In the biblical Book of Revelation, John doesn't only speak about the Four Horsemen of the Apocalypse, who are "given authority over a quarter of the earth, to destroy with the sword, and with famine, and with death, and by means of earth's wild animals." He also — indeed, above all — tells of the return of Jesus to judge the godless and gather his followers to him.
When the apocalypse comes, it doesn't mean everything is over. Instead, a "new Jerusalem" descends from heaven to earth. In the end, everything is better, as God wipes all the tears from people's eyes. "See, I am making all things new."
It's not surprising that the pandemic surrounding us has been compared to the apocalypse, as people are trying to find a meaning in this plague. At the moment, many leading thinkers are predicting that once the four horsemen have galloped past, they will have the world they have always wished for.
One is the British philosopher John Gray, who for many years has been one of the leading critics of globalization. In an essay in the New Statesman, he was uncompromising. "Liberal capitalism is bust," he claims. Gray also believes that the pandemic and the resulting economic crisis will lead to a fundamental reordering of our way of life.
Once the four horsemen have galloped past, they will have the world they have always wished for.
"Our lives are going to be more physically constrained and more virtual than they were," the philosopher writes. "A more fragmented world is coming into being that in some ways may be more resilient."
Gray says the EU will become a pale shadow of its former self, like the Holy Roman Empire in its dying days, and that mass tourism will soon be a thing of the past. The good old nation state, with its "hard borders," will return, he argues. Economic growth will no longer be an important aim for society, because in future the "anarchy of the global market" will be regulated by governments. And there will be measures put in place to combat overpopulation. Small is beautiful!

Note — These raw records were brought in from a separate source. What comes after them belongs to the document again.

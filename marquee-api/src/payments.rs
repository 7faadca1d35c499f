use axum::{
    extract::{Json, State},
    routing::{get, post},
    Router,
};
use serde::{Deserialize, Serialize};

use marquee_core::payment::PaymentMethod;
use marquee_core::Id;

use crate::error::AppError;
use crate::state::AppState;

#[derive(Debug, Deserialize)]
pub struct CreatePaymentRequest {
    pub booking_id: Id,
    pub payment_method: Id,
    /// Minor currency units.
    pub amount: i64,
}

#[derive(Debug, Serialize)]
pub struct CreatePaymentResponse {
    pub payment_id: Id,
}

pub fn routes() -> Router<AppState> {
    Router::new()
        .route("/v1/payment-methods", get(list_payment_methods))
        .route("/v1/payments", post(create_payment))
}

async fn list_payment_methods(State(state): State<AppState>) -> Result<Json<Vec<PaymentMethod>>, AppError> {
    Ok(Json(state.payments.list_payment_methods().await?))
}

/// POST /v1/payments
/// Safe to repeat: while the booking's payment is still pending the same id comes back.
async fn create_payment(
    State(state): State<AppState>,
    Json(req): Json<CreatePaymentRequest>,
) -> Result<Json<CreatePaymentResponse>, AppError> {
    let payment_id = state
        .payments
        .create_payment(req.booking_id, req.payment_method, req.amount)
        .await?;
    Ok(Json(CreatePaymentResponse { payment_id }))
}
mod common;

use async_trait::async_trait;
use std::sync::{Arc, Mutex};

use common::Harness;
use marquee_booking::NotificationDispatcher;
use marquee_core::models::Recipient;
use marquee_core::payment::PaymentStatus;
use marquee_notify::{
    JobHandler, Notification, NotificationMetrics, NotificationPool, NotificationSender, NotifyError,
    PngQrRenderer,
};

#[derive(Default)]
struct Outbox {
    sent: Mutex<Vec<Notification>>,
}

#[async_trait]
impl NotificationSender for Outbox {
    async fn send(&self, notification: &Notification) -> Result<(), NotifyError> {
        self.sent.lock().unwrap().push(notification.clone());
        Ok(())
    }
}

fn pool(outbox: Arc<Outbox>) -> (NotificationPool, NotificationMetrics) {
    let metrics = NotificationMetrics::new().unwrap();
    let handler = JobHandler::new(
        outbox,
        Arc::new(PngQrRenderer::default()),
        metrics.clone(),
        "https://tickets.example.com",
    );
    (NotificationPool::start(3, 10, handler), metrics)
}

#[tokio::test]
async fn test_paid_booking_gets_ticket_mail_with_qr_per_seat() {
    let h = Harness::new().await;
    let outbox = Arc::new(Outbox::default());
    let (pool, metrics) = pool(outbox.clone());
    let dispatcher = NotificationDispatcher::new(Arc::new(h.store.clone()), pool.queue());

    let booking = h
        .reservations
        .create_booking(h.user, h.screening.screening_id, &[h.seat("A1"), h.seat("B1")])
        .await
        .unwrap();
    let payment_id = h.payments.create_payment(booking.id, h.method, 90_000).await.unwrap();
    let paid = h
        .payments
        .update_payment(payment_id, PaymentStatus::Success, "T-1")
        .await
        .unwrap()
        .unwrap();

    assert!(dispatcher.dispatch_tickets(paid).await);
    pool.shutdown().await;

    let sent = outbox.sent.lock().unwrap();
    assert_eq!(sent.len(), 1);
    assert_eq!(sent[0].subject, "Your Ticket Is Ready");
    assert_eq!(sent[0].to.expose(), "jane@example.com");
    let names: Vec<_> = sent[0].attachments.iter().map(|a| a.filename.as_str()).collect();
    assert_eq!(names, vec!["ticket-A1.png", "ticket-B1.png"]);
    assert!(sent[0].attachments.iter().all(|a| a.bytes.starts_with(&[0x89, b'P', b'N', b'G'])));
    assert_eq!(metrics.snapshot(), (1, 0));
}

#[tokio::test]
async fn test_dispatch_for_unknown_booking_is_swallowed() {
    let h = Harness::new().await;
    let outbox = Arc::new(Outbox::default());
    let (pool, metrics) = pool(outbox.clone());
    let dispatcher = NotificationDispatcher::new(Arc::new(h.store.clone()), pool.queue());

    assert!(!dispatcher.dispatch_tickets(9_999).await);
    pool.shutdown().await;

    assert!(outbox.sent.lock().unwrap().is_empty());
    assert_eq!(metrics.snapshot(), (0, 0));
}

#[tokio::test]
async fn test_dispatch_after_shutdown_does_not_fail_payment_flow() {
    let h = Harness::new().await;
    let outbox = Arc::new(Outbox::default());
    let (pool, _) = pool(outbox);
    let dispatcher = NotificationDispatcher::new(Arc::new(h.store.clone()), pool.queue());
    pool.shutdown().await;

    let booking = h
        .reservations
        .create_booking(h.user, h.screening.screening_id, &[h.seat("A3")])
        .await
        .unwrap();
    let payment_id = h.payments.create_payment(booking.id, h.method, 45_000).await.unwrap();
    let paid = h
        .payments
        .update_payment(payment_id, PaymentStatus::Success, "T-1")
        .await
        .unwrap()
        .unwrap();

    assert!(!dispatcher.dispatch_tickets(paid).await);
    assert_eq!(h.tickets.tickets_for_booking(paid).await.unwrap().len(), 1);
}

#[tokio::test]
async fn test_verification_code_is_mailed_and_returned() {
    let h = Harness::new().await;
    let outbox = Arc::new(Outbox::default());
    let (pool, _) = pool(outbox.clone());
    let dispatcher = NotificationDispatcher::new(Arc::new(h.store.clone()), pool.queue());

    let code = dispatcher
        .dispatch_verification_code(Recipient {
            user_id: h.user,
            name: "Jane".to_string(),
            email: "jane@example.com".to_string(),
        })
        .await
        .unwrap();
    pool.shutdown().await;

    assert_eq!(code.len(), 6);
    assert!(code.chars().all(|c| c.is_ascii_digit()));
    let sent = outbox.sent.lock().unwrap();
    assert_eq!(sent[0].subject, "Your Verification Code");
    assert!(sent[0].html_body.contains(&code));
    assert!(sent[0].attachments.is_empty());
}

In a text that's been doing the rounds on the internet, future researcher Matthias Horx shares a similar vision. He also believes that the virus will change the world for the better. Horx says that when we look back on this time, we will see that "people who didn't know how to rest and be calm, including young people, are suddenly taking long walks … reading books is in fashion again … cynicism, this way of keeping the world at a distance through negativity, is suddenly ceasing to be cool … and at the same time this endless flood of grisly crime series is reaching its tipping point."
Berlin, April 21— Photo: Bernd Von Jutrczenka/DPA/ZUMA
The famous Slovenian philosopher Slavoj Žižek, for his part, believes that the coronavirus will spell the end of the capitalist market economy and usher in a new communist era. And then there's me, also wanting to jump on the bandwagon of all this apocalyptic prophesying. I hope that the plague leads to a renewal of liberal democracy. I hope that Donald Trump and his Republican allies suffer an embarrassing defeat in the U.S. elections this November.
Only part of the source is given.